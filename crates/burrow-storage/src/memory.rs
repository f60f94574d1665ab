use crate::pipeline::{DeletePipeline, SoftDelete};
use crate::shutdown::Shutdown;
use async_trait::async_trait;
use burrow_core::{ReadRepository, Repository, Result, ShortUrl, StorageError, User, UserId};
use parking_lot::{RwLock, RwLockReadGuard, RwLockWriteGuard};
use std::collections::HashMap;
use std::sync::Arc;

/// The maps behind a [`MemoryIndex`].
///
/// Only reachable through the index's lock guards, so a mutation and its
/// secondary-index bookkeeping are always applied as one unit.
#[derive(Debug)]
pub(crate) struct IndexState {
    short_urls: HashMap<String, ShortUrl>,
    users: HashMap<UserId, User>,
    /// Owned short URL IDs per user, in creation order.
    by_user: HashMap<UserId, Vec<String>>,
    /// Original URL to the ID of the record currently holding it.
    by_original: HashMap<String, String>,
    next_user_id: UserId,
}

impl IndexState {
    fn new() -> Self {
        Self {
            short_urls: HashMap::new(),
            users: HashMap::new(),
            by_user: HashMap::new(),
            by_original: HashMap::new(),
            next_user_id: 1,
        }
    }

    /// Stores `user`, assigning `next_user_id` when its ID is zero.
    ///
    /// Explicit IDs at or above `next_user_id` push the counter past them,
    /// so auto-assigned IDs never collide with anything seen before.
    pub(crate) fn insert_user(&mut self, mut user: User) -> Result<User> {
        if user.id == 0 {
            user.id = self.next_user_id;
        }
        if self.users.contains_key(&user.id) {
            return Err(StorageError::Duplicate(format!("user {}", user.id)));
        }
        if user.id >= self.next_user_id {
            self.next_user_id = user.id.saturating_add(1);
        }
        self.users.insert(user.id, user);
        Ok(user)
    }

    /// Removes a user inserted by [`Self::insert_user`]. The ID counter is
    /// left alone.
    pub(crate) fn remove_user(&mut self, id: UserId) -> Option<User> {
        self.users.remove(&id)
    }

    /// Stores a new, live short URL.
    ///
    /// Returns the ID of the soft-deleted record that previously held the
    /// same original URL, if any, so the insert can be undone precisely.
    pub(crate) fn insert_short_url(&mut self, mut short_url: ShortUrl) -> Result<Option<String>> {
        short_url.validate()?;
        short_url.deleted = false;

        if self.short_urls.contains_key(&short_url.id) {
            return Err(StorageError::Duplicate(format!("short url '{}'", short_url.id)));
        }

        let displaced = match self.by_original.get(&short_url.original_url) {
            Some(holder) if self.short_urls.get(holder).is_some_and(ShortUrl::is_active) => {
                return Err(StorageError::Duplicate(format!(
                    "original url '{}' is already shortened as '{}'",
                    short_url.original_url, holder
                )));
            }
            Some(holder) => Some(holder.clone()),
            None => None,
        };

        self.by_original
            .insert(short_url.original_url.clone(), short_url.id.clone());
        self.by_user
            .entry(short_url.user_id)
            .or_default()
            .push(short_url.id.clone());
        self.short_urls.insert(short_url.id.clone(), short_url);

        Ok(displaced)
    }

    /// Undoes [`Self::insert_short_url`], including the secondary indexes.
    pub(crate) fn remove_short_url(&mut self, id: &str, displaced: Option<String>) -> Option<ShortUrl> {
        let short_url = self.short_urls.remove(id)?;

        if let Some(owned) = self.by_user.get_mut(&short_url.user_id) {
            owned.retain(|owned_id| owned_id != id);
            if owned.is_empty() {
                self.by_user.remove(&short_url.user_id);
            }
        }

        if self
            .by_original
            .get(&short_url.original_url)
            .is_some_and(|holder| holder == id)
        {
            match displaced {
                Some(previous) => {
                    self.by_original
                        .insert(short_url.original_url.clone(), previous);
                }
                None => {
                    self.by_original.remove(&short_url.original_url);
                }
            }
        }

        Some(short_url)
    }

    /// Flags the live records in `ids` owned by `owner_id` as deleted and
    /// returns their IDs.
    pub(crate) fn soft_delete(&mut self, owner_id: UserId, ids: &[String]) -> Vec<String> {
        ids.iter()
            .filter_map(|id| {
                let short_url = self.short_urls.get_mut(id)?;
                if short_url.user_id != owner_id || short_url.deleted {
                    return None;
                }
                short_url.deleted = true;
                Some(id.clone())
            })
            .collect()
    }

    /// Clears the deleted flag again; the rollback of [`Self::soft_delete`].
    pub(crate) fn restore(&mut self, ids: &[String]) {
        for id in ids {
            if let Some(short_url) = self.short_urls.get_mut(id) {
                short_url.deleted = false;
            }
        }
    }

    fn user(&self, id: UserId) -> Result<User> {
        self.users
            .get(&id)
            .copied()
            .ok_or_else(|| StorageError::NotFound(format!("user {id}")))
    }

    fn short_url(&self, id: &str) -> Result<ShortUrl> {
        self.short_urls
            .get(id)
            .cloned()
            .ok_or_else(|| StorageError::NotFound(format!("short url '{id}'")))
    }

    fn short_urls_of(&self, user_id: UserId) -> Vec<ShortUrl> {
        self.by_user
            .get(&user_id)
            .map(|owned| {
                owned
                    .iter()
                    .filter_map(|id| self.short_urls.get(id).cloned())
                    .collect()
            })
            .unwrap_or_default()
    }

    fn short_url_by_original(&self, original_url: &str) -> Result<ShortUrl> {
        self.by_original
            .get(original_url)
            .and_then(|id| self.short_urls.get(id))
            .cloned()
            .ok_or_else(|| StorageError::NotFound(format!("original url '{original_url}'")))
    }

    pub(crate) fn user_count(&self) -> u64 {
        self.users.len() as u64
    }

    pub(crate) fn short_url_count(&self) -> u64 {
        self.short_urls.len() as u64
    }
}

/// The authoritative in-process state shared by the in-memory and log-backed
/// repositories: every map lives behind a single reader/writer lock.
#[derive(Debug)]
pub struct MemoryIndex {
    state: RwLock<IndexState>,
}

impl MemoryIndex {
    pub fn new() -> Self {
        Self {
            state: RwLock::new(IndexState::new()),
        }
    }

    pub(crate) fn read(&self) -> RwLockReadGuard<'_, IndexState> {
        self.state.read()
    }

    /// Exclusive access for multi-step mutations (e.g. insert, append to the
    /// log, roll back on failure) that must not be observed half done.
    pub(crate) fn write(&self) -> RwLockWriteGuard<'_, IndexState> {
        self.state.write()
    }

    pub fn user_create(&self, user: User) -> Result<User> {
        self.write().insert_user(user)
    }

    pub fn short_url_create(&self, short_url: ShortUrl) -> Result<()> {
        self.write().insert_short_url(short_url).map(|_| ())
    }

    pub fn user_get_by_id(&self, id: UserId) -> Result<User> {
        self.read().user(id)
    }

    pub fn user_count(&self) -> u64 {
        self.read().user_count()
    }

    pub fn short_url_get_by_id(&self, id: &str) -> Result<ShortUrl> {
        self.read().short_url(id)
    }

    pub fn short_url_get_by_user_id(&self, user_id: UserId) -> Vec<ShortUrl> {
        self.read().short_urls_of(user_id)
    }

    pub fn short_url_get_by_original_url(&self, original_url: &str) -> Result<ShortUrl> {
        self.read().short_url_by_original(original_url)
    }

    pub fn short_url_count(&self) -> u64 {
        self.read().short_url_count()
    }
}

impl Default for MemoryIndex {
    fn default() -> Self {
        Self::new()
    }
}

#[async_trait]
impl SoftDelete for MemoryIndex {
    async fn soft_delete(&self, owner_id: UserId, ids: &[String]) -> Result<Vec<String>> {
        Ok(self.write().soft_delete(owner_id, ids))
    }
}

/// Volatile repository backed only by a [`MemoryIndex`].
///
/// Foreign keys are not checked: a short URL may name a user that was never
/// created.
#[derive(Debug, Clone)]
pub struct InMemoryRepository {
    index: Arc<MemoryIndex>,
    pipeline: DeletePipeline<MemoryIndex>,
}

impl InMemoryRepository {
    /// Creates an empty repository with one delete lane per CPU.
    pub fn new() -> Self {
        let index = Arc::new(MemoryIndex::new());
        let pipeline = DeletePipeline::with_default_lanes(Arc::clone(&index), Shutdown::never());
        Self { index, pipeline }
    }

    /// Creates an empty repository whose batch deletes use `lanes` workers
    /// and stop on `shutdown`.
    pub fn with_pipeline(lanes: usize, shutdown: Shutdown) -> Self {
        let index = Arc::new(MemoryIndex::new());
        let pipeline = DeletePipeline::new(Arc::clone(&index), lanes, shutdown);
        Self { index, pipeline }
    }

    pub fn index(&self) -> &MemoryIndex {
        &self.index
    }
}

impl Default for InMemoryRepository {
    fn default() -> Self {
        Self::new()
    }
}

#[async_trait]
impl ReadRepository for InMemoryRepository {
    async fn user_get_by_id(&self, id: UserId) -> Result<User> {
        self.index.user_get_by_id(id)
    }

    async fn user_count(&self) -> Result<u64> {
        Ok(self.index.user_count())
    }

    async fn short_url_get_by_id(&self, id: &str) -> Result<ShortUrl> {
        self.index.short_url_get_by_id(id)
    }

    async fn short_url_get_by_user_id(&self, user_id: UserId) -> Result<Vec<ShortUrl>> {
        Ok(self.index.short_url_get_by_user_id(user_id))
    }

    async fn short_url_get_by_original_url(&self, original_url: &str) -> Result<ShortUrl> {
        self.index.short_url_get_by_original_url(original_url)
    }

    async fn short_url_count(&self) -> Result<u64> {
        Ok(self.index.short_url_count())
    }
}

#[async_trait]
impl Repository for InMemoryRepository {
    async fn user_create(&self, user: User) -> Result<User> {
        self.index.user_create(user)
    }

    async fn short_url_create(&self, short_url: ShortUrl) -> Result<()> {
        self.index.short_url_create(short_url)
    }

    async fn short_url_delete_batch(&self, owner_id: UserId, ids: Vec<String>) -> Result<u64> {
        self.pipeline.run(owner_id, ids).await
    }

    async fn close(&self) -> Result<()> {
        Ok(())
    }
}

*PROMPT:* Show all of the lines above in which "struct" is present.

*ANSWER:*
pub(crate) struct IndexState {
pub struct MemoryIndex {
pub struct InMemoryRepository {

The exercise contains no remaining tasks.